What is needed:
For the word "Span", search the records and show each line in which it occurs.

Collection entries
==========
use crossterm::event::{KeyCode, KeyEvent, MouseEvent, MouseEventKind};
use ratatui::{
    Frame,
    layout::Rect,
    style::{Color, Modifier, Style},
    text::{Line, Span},
    widgets::{Block, Borders, List, ListItem, ListState},
};

const LETTERS: [char; 4] = ['A', 'B', 'C', 'D'];

/// How the options of an answered question are coloured.
#[derive(Debug, Clone, Copy, PartialEq, Eq)]
pub struct Reveal {
    pub chosen: usize,
    pub correct: Option<usize>,
}

/// Answer options of the current quiz question.
pub struct ChoiceList {
    pub items: Vec<String>,
    pub state: ListState,
}

impl ChoiceList {
    pub fn new(items: Vec<String>) -> Self {
        let mut list = Self {
            items: Vec::new(),
            state: ListState::default(),
        };
        list.update_items(items);
        list
    }

    pub fn handle_key(&mut self, key: KeyEvent) -> bool {
        match key.code {
            KeyCode::Up => {
                self.previous();
                true
            }
            KeyCode::Down => {
                self.next();
                true
            }
            KeyCode::Home => {
                self.select(0);
                true
            }
            KeyCode::End => {
                self.select(self.items.len().saturating_sub(1));
                true
            }
            _ => false,
        }
    }

    pub fn handle_mouse(&mut self, mouse: MouseEvent) -> bool {
        match mouse.kind {
            MouseEventKind::ScrollUp => {
                self.previous();
                true
            }
            MouseEventKind::ScrollDown => {
                self.next();
                true
            }
            _ => false,
        }
    }

    pub fn next(&mut self) {
        if self.items.is_empty() {
            return;
        }

        let i = match self.state.selected() {
            Some(i) => (i + 1) % self.items.len(),
            None => 0,
        };
        self.state.select(Some(i));
    }

    pub fn previous(&mut self) {
        if self.items.is_empty() {
            return;
        }

        let i = match self.state.selected() {
            Some(0) | None => self.items.len() - 1,
            Some(i) => i - 1,
        };
        self.state.select(Some(i));
    }

    pub fn select(&mut self, index: usize) {
        if index < self.items.len() {
            self.state.select(Some(index));
        }
    }

    pub fn selected(&self) -> Option<usize> {
        self.state.selected().filter(|&i| i < self.items.len())
    }

    pub fn update_items(&mut self, new_items: Vec<String>) {
        self.items = new_items;
        self.state = ListState::default();
        if !self.items.is_empty() {
            self.state.select(Some(0));
        }
    }

    pub fn render(&mut self, f: &mut Frame, area: Rect, title: &str, reveal: Option<Reveal>) {
        let items: Vec<ListItem> = self
            .items
            .iter()
            .enumerate()
            .map(|(i, option)| {
                let letter = LETTERS.get(i).copied().unwrap_or('?');
                let style = match reveal {
                    Some(r) if r.correct == Some(i) => Style::default().fg(Color::Green),
                    Some(r) if r.chosen == i => Style::default().fg(Color::Red),
                    _ => Style::default().fg(Color::White),
                };

                ListItem::new(Line::from(vec![
                    Span::styled(format!("{letter}. "), Style::default().fg(Color::Cyan)),
                    Span::styled(option.as_str(), style),
                ]))
            })
            .collect();

        let list = List::new(items)
            .block(Block::default().borders(Borders::ALL).title(title))
            .highlight_symbol("▶ ")
            .highlight_style(
                Style::default()
                    .bg(Color::DarkGray)
                    .add_modifier(Modifier::BOLD),
            );

        f.render_stateful_widget(list, area, &mut self.state);
    }
}

impl Default for ChoiceList {
    fn default() -> Self {
        Self::new(Vec::new())
    }
}
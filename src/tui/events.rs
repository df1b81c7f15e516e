use crossterm::event::{self, Event, KeyCode, KeyEvent, KeyEventKind, KeyModifiers, MouseEvent};
use std::time::Duration;

#[derive(Debug, Clone)]
pub enum AppEvent {
    Quit,
    Key(KeyEvent),
    Mouse(MouseEvent),
    Tick,
}

impl From<Event> for AppEvent {
    fn from(event: Event) -> Self {
        match event {
            Event::Key(key)
                if key.code == KeyCode::Char('c') && key.modifiers.contains(KeyModifiers::CONTROL) =>
            {
                AppEvent::Quit
            }
            // Windows reports releases too
            Event::Key(key) if key.kind == KeyEventKind::Press => AppEvent::Key(key),
            Event::Mouse(mouse) => AppEvent::Mouse(mouse),
            _ => AppEvent::Tick,
        }
    }
}

pub struct EventHandler;

impl EventHandler {
    pub fn new() -> Self {
        Self
    }

    pub fn next_event(&self) -> crate::error::Result<AppEvent> {
        if event::poll(Duration::from_millis(100))? {
            Ok(event::read()?.into())
        } else {
            Ok(AppEvent::Tick)
        }
    }
}
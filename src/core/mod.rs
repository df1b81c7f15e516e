pub mod extract;
pub mod generator;
pub mod pipeline;
pub mod quiz;
pub mod resources;
pub mod session;
pub mod summary;
pub mod transcript;

pub use pipeline::Orchestrator;
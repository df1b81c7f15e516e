use crate::error::{Error, Result};
use secrecy::{ExposeSecret, SecretString};
use std::env;
use std::fmt;

const DEFAULT_MAX_TOKENS: u32 = 2048;
const DEFAULT_LANGUAGES: &str = "en";

#[derive(Debug, Clone, Copy, PartialEq, Eq)]
pub enum Provider {
    OpenAi,
    Groq,
    HuggingFace,
}

impl Provider {
    /// Accepts loose spellings such as "Hugging Face", "hugging-face" or "HF".
    pub fn parse(raw: &str) -> Result<Self> {
        let normalized: String = raw
            .trim()
            .to_lowercase()
            .chars()
            .filter(|c| !matches!(c, ' ' | '-' | '_'))
            .collect();

        match normalized.as_str() {
            "openai" => Ok(Self::OpenAi),
            "groq" => Ok(Self::Groq),
            "huggingface" | "hf" => Ok(Self::HuggingFace),
            other => Err(Error::config(format!("Unknown LLM provider '{other}'"))),
        }
    }

    pub fn default_model(self) -> &'static str {
        match self {
            Self::OpenAi => "gpt-4o-mini",
            Self::Groq => "qwen/qwen3-32b",
            Self::HuggingFace => "Qwen/Qwen3-8B",
        }
    }

    /// `None` means the client's default OpenAI endpoint.
    pub fn api_base(self) -> Option<&'static str> {
        match self {
            Self::OpenAi => None,
            Self::Groq => Some("https://api.groq.com/openai/v1"),
            Self::HuggingFace => Some("https://router.huggingface.co/v1"),
        }
    }

    pub fn key_variable(self) -> &'static str {
        match self {
            Self::OpenAi => "OPENAI_API_KEY",
            Self::Groq => "GROQ_API_KEY",
            Self::HuggingFace => "HUGGINGFACEHUB_API_TOKEN",
        }
    }
}

impl fmt::Display for Provider {
    fn fmt(&self, f: &mut fmt::Formatter<'_>) -> fmt::Result {
        let name = match self {
            Self::OpenAi => "OpenAI",
            Self::Groq => "Groq",
            Self::HuggingFace => "Hugging Face",
        };
        f.write_str(name)
    }
}

#[derive(Clone, Debug)]
pub struct Config {
    pub provider: Provider,
    pub api_key: Option<SecretString>,
    pub model: String,
    pub max_tokens: u32,
    pub tavily_api_key: Option<SecretString>,
    pub languages: Vec<String>,
}

/// Command-line values that take precedence over the environment.
#[derive(Debug, Default, Clone)]
pub struct Overrides {
    pub provider: Option<String>,
    pub model: Option<String>,
    pub api_key: Option<String>,
}

impl Config {
    pub fn from_env_with(overrides: &Overrides) -> Result<Self> {
        dotenvy::dotenv().ok();
        Self::build(|name| env::var(name).ok(), overrides)
    }

    fn build(lookup: impl Fn(&str) -> Option<String>, overrides: &Overrides) -> Result<Self> {
        let non_empty = |name: &str| lookup(name).filter(|v| !v.trim().is_empty());

        let provider = match overrides.provider.clone().or_else(|| non_empty("LLM_PROVIDER")) {
            Some(raw) => Provider::parse(&raw)?,
            None => Provider::Groq,
        };

        let api_key = overrides
            .api_key
            .clone()
            .or_else(|| non_empty("LLM_API_KEY"))
            .or_else(|| non_empty(provider.key_variable()))
            .map(|k| SecretString::from(k.trim().to_string()));

        let model = overrides
            .model
            .clone()
            .or_else(|| non_empty("LLM_MODEL"))
            .unwrap_or_else(|| provider.default_model().to_string());

        let max_tokens = non_empty("LLM_MAX_TOKENS")
            .and_then(|v| v.trim().parse().ok())
            .unwrap_or(DEFAULT_MAX_TOKENS);

        let languages = non_empty("TRANSCRIPT_LANGUAGES")
            .unwrap_or_else(|| DEFAULT_LANGUAGES.to_string())
            .split(',')
            .map(|s| s.trim().to_string())
            .filter(|s| !s.is_empty())
            .collect();

        Ok(Self {
            provider,
            api_key,
            model,
            max_tokens,
            tavily_api_key: non_empty("TAVILY_API_KEY").map(SecretString::from),
            languages,
        })
    }

    /// Checks that the generator can actually be reached with this configuration.
    pub fn validate(&self) -> Result<()> {
        let Some(key) = &self.api_key else {
            return Err(Error::config(format!(
                "{} not found. Set it in the environment or pass --api-key.",
                self.provider.key_variable()
            )));
        };

        if self.provider == Provider::HuggingFace && !key.expose_secret().starts_with("hf_") {
            return Err(Error::config(
                "Invalid Hugging Face token format. It should start with 'hf_'.",
            ));
        }

        Ok(())
    }

    pub fn has_search(&self) -> bool {
        self.tavily_api_key.is_some()
    }
}

#[cfg(test)]
mod tests {
    use super::*;
    use std::collections::HashMap;

    fn config_from(vars: &[(&str, &str)], overrides: Overrides) -> Result<Config> {
        let vars: HashMap<String, String> = vars
            .iter()
            .map(|(k, v)| (k.to_string(), v.to_string()))
            .collect();
        Config::build(|name| vars.get(name).cloned(), &overrides)
    }

    #[test]
    fn provider_names_are_normalized() {
        assert_eq!(Provider::parse("Hugging Face").unwrap(), Provider::HuggingFace);
        assert_eq!(Provider::parse("hugging_face").unwrap(), Provider::HuggingFace);
        assert_eq!(Provider::parse(" OpenAI ").unwrap(), Provider::OpenAi);
        assert!(Provider::parse("anthropomorphic").is_err());
    }

    #[test]
    fn defaults_to_groq_with_its_model() {
        let config = config_from(&[("GROQ_API_KEY", "gsk_test")], Overrides::default())
            .expect("config");
        assert_eq!(config.provider, Provider::Groq);
        assert_eq!(config.model, "qwen/qwen3-32b");
        assert_eq!(config.max_tokens, DEFAULT_MAX_TOKENS);
        assert_eq!(config.languages, vec!["en".to_string()]);
        assert!(config.validate().is_ok());
        assert!(!config.has_search());
    }

    #[test]
    fn overrides_win_over_environment() {
        let config = config_from(
            &[("LLM_PROVIDER", "groq"), ("LLM_MODEL", "env-model")],
            Overrides {
                provider: Some("openai".into()),
                model: Some("cli-model".into()),
                api_key: Some("sk-cli".into()),
            },
        )
        .expect("config");
        assert_eq!(config.provider, Provider::OpenAi);
        assert_eq!(config.model, "cli-model");
        assert_eq!(
            config.api_key.as_ref().map(|k| k.expose_secret().to_string()),
            Some("sk-cli".to_string())
        );
    }

    #[test]
    fn missing_key_fails_validation() {
        let config = config_from(&[("LLM_PROVIDER", "openai")], Overrides::default())
            .expect("config");
        assert!(config.validate().is_err());
    }

    #[test]
    fn hugging_face_token_needs_prefix() {
        let bad = config_from(
            &[("LLM_PROVIDER", "hf"), ("HUGGINGFACEHUB_API_TOKEN", "abc")],
            Overrides::default(),
        )
        .expect("config");
        assert!(bad.validate().is_err());

        let good = config_from(
            &[("LLM_PROVIDER", "hf"), ("HUGGINGFACEHUB_API_TOKEN", "hf_abc")],
            Overrides::default(),
        )
        .expect("config");
        assert!(good.validate().is_ok());
    }

    #[test]
    fn languages_and_token_ceiling_are_read() {
        let config = config_from(
            &[
                ("TRANSCRIPT_LANGUAGES", "en, es ,,fr"),
                ("LLM_MAX_TOKENS", "4096"),
                ("TAVILY_API_KEY", "tvly-x"),
            ],
            Overrides::default(),
        )
        .expect("config");
        assert_eq!(config.languages, vec!["en", "es", "fr"]);
        assert_eq!(config.max_tokens, 4096);
        assert!(config.has_search());
    }
}
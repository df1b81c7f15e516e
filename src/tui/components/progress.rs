use crate::core::pipeline::StageEvent;
use ratatui::{
    Frame,
    layout::{Constraint, Direction, Layout, Rect},
    style::{Color, Style},
    text::{Line, Span},
    widgets::{Block, Borders, Gauge, Paragraph},
};

pub struct ProgressBar {
    pub progress: f64,
    pub message: String,
    pub logs: Vec<String>,
    pub max_logs: usize,
}

impl ProgressBar {
    pub fn new() -> Self {
        Self {
            progress: 0.0,
            message: String::new(),
            logs: Vec::new(),
            max_logs: 10,
        }
    }

    pub fn set_progress(&mut self, progress: f64) {
        self.progress = progress.clamp(0.0, 1.0);
    }

    pub fn set_message(&mut self, message: String) {
        self.message = message;
    }

    pub fn add_log(&mut self, log: String) {
        let timestamp = chrono::Local::now().format("%H:%M:%S");
        let log_entry = format!("[{timestamp}] {log}");

        self.logs.push(log_entry);

        if self.logs.len() > self.max_logs {
            self.logs.remove(0);
        }
    }

    /// Progress only moves forward; stages finish in any order.
    pub fn apply(&mut self, event: &StageEvent) {
        match event {
            StageEvent::Started(stage) => {
                self.set_message(format!("Working on {stage}..."));
                self.add_log(format!("Started {stage}"));
            }
            StageEvent::Finished { stage, progress } => {
                self.set_progress(self.progress.max(*progress));
                self.add_log(format!("Finished {stage}"));
            }
            StageEvent::Failed { stage, message } => {
                self.add_log(format!("{stage} failed: {message}"));
            }
        }
    }

    pub fn render(&self, f: &mut Frame, area: Rect, video_reference: &str) {
        let chunks = Layout::default()
            .direction(Direction::Vertical)
            .constraints([
                Constraint::Length(3), // Video
                Constraint::Length(3), // Progress bar
                Constraint::Length(3), // Status
                Constraint::Min(1),    // Logs
            ])
            .split(area);

        let video_paragraph = Paragraph::new(format!("Video: {video_reference}"))
            .style(Style::default().fg(Color::White));
        f.render_widget(video_paragraph, chunks[0]);

        let progress_percent = (self.progress * 100.0) as u16;
        let gauge = Gauge::default()
            .block(Block::default().borders(Borders::ALL).title("Progress"))
            .gauge_style(Style::default().fg(Color::Green))
            .percent(progress_percent);
        f.render_widget(gauge, chunks[1]);

        let status_paragraph = Paragraph::new(format!("Status: {}", self.message))
            .style(Style::default().fg(Color::Yellow));
        f.render_widget(status_paragraph, chunks[2]);

        let log_lines: Vec<Line> = self
            .logs
            .iter()
            .map(|log| Line::from(Span::raw(log)))
            .collect();

        let logs_paragraph =
            Paragraph::new(log_lines).block(Block::default().borders(Borders::ALL).title("Log"));
        f.render_widget(logs_paragraph, chunks[3]);
    }

    pub fn reset(&mut self) {
        self.progress = 0.0;
        self.message.clear();
        self.logs.clear();
    }
}

impl Default for ProgressBar {
    fn default() -> Self {
        Self::new()
    }
}
use crate::error::Result;
use std::fs::OpenOptions;
use std::path::PathBuf;

const LOG_FILE: &str = "ytlearn.log";

pub enum LogTarget {
    Stderr,
    /// The TUI owns the terminal, so records go to a file instead.
    File,
}

pub fn log_file_path() -> PathBuf {
    std::env::temp_dir().join(LOG_FILE)
}

pub fn init(target: LogTarget) -> Result<()> {
    let default_filter = match target {
        LogTarget::Stderr => "warn",
        LogTarget::File => "info",
    };

    let mut builder =
        env_logger::Builder::from_env(env_logger::Env::default().default_filter_or(default_filter));

    if let LogTarget::File = target {
        let file = OpenOptions::new()
            .create(true)
            .append(true)
            .open(log_file_path())?;
        builder.target(env_logger::Target::Pipe(Box::new(file)));
    }

    // A second init (tests, repeated runs) is not an error worth surfacing.
    let _ = builder.try_init();
    Ok(())
}
use crate::error::{Error, Result};
use async_trait::async_trait;
use secrecy::{ExposeSecret, SecretString};
use serde::{Deserialize, Serialize};
use std::collections::HashSet;

const TAVILY_ENDPOINT: &str = "https://api.tavily.com/search";
const RESULTS_PER_QUERY: u32 = 5;
const MAX_RESOURCES: usize = 5;
const TOPIC_CHARS: usize = 100;
const MIN_SUBJECT_CHARS: usize = 30;
const SUBJECT_BREAKS: &[char] = &['.', '!', '?', ':', ';', '-'];
const SOCIAL_DOMAINS: &[&str] = &["facebook.com", "twitter.com", "instagram.com"];
const SOCIAL_EXCEPTIONS: &[&str] = &["education", "learn", "course"];
const EDU_TERMS: &[&str] = &[
    "learn",
    "course",
    "education",
    "tutorial",
    "guide",
    "book",
    "paper",
    "research",
    "study",
    "academic",
];

#[derive(Debug, Clone, PartialEq, Eq, Serialize, Deserialize)]
pub struct Resource {
    pub title: String,
    pub url: String,
    pub content: String,
}

/// Topic in, ranked resources out. Ranking is the implementation's business.
#[async_trait]
pub trait ResourceSearch: Send + Sync {
    async fn search(&self, topic: &str) -> Result<Vec<Resource>>;
}

/// The title when there is one, otherwise the start of the transcript.
pub fn search_topic(title: &str, transcript: &str) -> String {
    let title = title.trim();
    if title.is_empty() {
        transcript.chars().take(TOPIC_CHARS).collect()
    } else {
        title.to_string()
    }
}

/// Shortens a topic to its leading clause when that clause is long enough to stand alone.
pub fn main_subject(topic: &str) -> String {
    let subject: String = topic.trim().chars().take(TOPIC_CHARS).collect();
    let subject = subject.trim();
    for delimiter in SUBJECT_BREAKS {
        let first = subject.split(*delimiter).next().unwrap_or(subject);
        if first.chars().count() > MIN_SUBJECT_CHARS {
            return first.to_string();
        }
    }
    subject.to_string()
}

fn search_queries(subject: &str) -> [String; 4] {
    [
        format!("{subject} academic papers research journals scholarly articles"),
        format!("{subject} educational resources learning materials tutorials course"),
        format!("{subject} recommended books textbooks reading list"),
        format!("{subject} educational videos lectures explanations"),
    ]
}

fn relevance(resource: &Resource) -> u32 {
    let title = resource.title.to_lowercase();
    let content = resource.content.to_lowercase();
    EDU_TERMS
        .iter()
        .map(|term| {
            let mut score = 0;
            if title.contains(term) {
                score += 3;
            }
            if content.contains(term) {
                score += 1;
            }
            score
        })
        .sum()
}

fn is_unwanted_social(resource: &Resource) -> bool {
    let url = resource.url.to_lowercase();
    if !SOCIAL_DOMAINS.iter().any(|domain| url.contains(domain)) {
        return false;
    }
    let content = resource.content.to_lowercase();
    !SOCIAL_EXCEPTIONS.iter().any(|term| content.contains(term))
}

/// De-duplicates by URL, drops non-educational social links and keeps the best few.
pub fn rank_resources(results: Vec<Resource>) -> Vec<Resource> {
    let mut seen = HashSet::new();
    let mut scored: Vec<(u32, Resource)> = results
        .into_iter()
        .filter(|r| !r.url.is_empty())
        .filter(|r| !is_unwanted_social(r))
        .filter(|r| seen.insert(r.url.clone()))
        .map(|r| (relevance(&r), r))
        .collect();

    // stable: equal scores keep search order
    scored.sort_by(|a, b| b.0.cmp(&a.0));
    scored
        .into_iter()
        .take(MAX_RESOURCES)
        .map(|(_, r)| r)
        .collect()
}

#[derive(Debug, Serialize)]
struct TavilyRequest<'a> {
    query: &'a str,
    max_results: u32,
}

#[derive(Debug, Deserialize)]
struct TavilyResponse {
    #[serde(default)]
    results: Vec<TavilyResult>,
}

#[derive(Debug, Deserialize)]
struct TavilyResult {
    #[serde(default)]
    title: Option<String>,
    #[serde(default)]
    url: String,
    #[serde(default)]
    content: String,
}

impl From<TavilyResult> for Resource {
    fn from(result: TavilyResult) -> Self {
        let title = result
            .title
            .filter(|t| !t.trim().is_empty())
            .unwrap_or_else(|| "Untitled".to_string());
        Self {
            title: html_escape::decode_html_entities(&title).into_owned(),
            url: result.url,
            content: html_escape::decode_html_entities(&result.content).into_owned(),
        }
    }
}

#[derive(Clone)]
pub struct TavilySearch {
    client: reqwest::Client,
    api_key: SecretString,
}

impl TavilySearch {
    pub fn new(api_key: SecretString) -> Self {
        Self {
            client: reqwest::Client::new(),
            api_key,
        }
    }

    async fn query(&self, query: &str) -> Result<Vec<Resource>> {
        let response = self
            .client
            .post(TAVILY_ENDPOINT)
            .bearer_auth(self.api_key.expose_secret())
            .json(&TavilyRequest {
                query,
                max_results: RESULTS_PER_QUERY,
            })
            .send()
            .await?;

        let status = response.status();
        if !status.is_success() {
            let body = response.text().await.unwrap_or_default();
            return Err(Error::custom(format!("Tavily search failed ({status}): {body}")));
        }
        let response = response.json::<TavilyResponse>().await?;

        Ok(response.results.into_iter().map(Resource::from).collect())
    }
}

#[async_trait]
impl ResourceSearch for TavilySearch {
    async fn search(&self, topic: &str) -> Result<Vec<Resource>> {
        let subject = main_subject(topic);
        log::info!("Searching related resources for '{subject}'");

        let mut results = Vec::new();
        let mut last_error = None;
        for query in search_queries(&subject) {
            match self.query(&query).await {
                Ok(found) => results.extend(found),
                Err(e) => {
                    log::debug!("Resource query '{query}' failed: {e}");
                    last_error = Some(e);
                }
            }
        }

        if results.is_empty() {
            match self.query(&format!("{subject} learning resources")).await {
                Ok(found) => results = found,
                Err(e) => return Err(last_error.unwrap_or(e)),
            }
        }

        Ok(rank_resources(results))
    }
}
==========
Task result:
    text::{Line, Span},
                    Span::styled(format!("{letter}. "), Style::default().fg(Color::Cyan)),
                    Span::styled(option.as_str(), style),
    text::{Line, Span},
            .map(|log| Line::from(Span::raw(log)))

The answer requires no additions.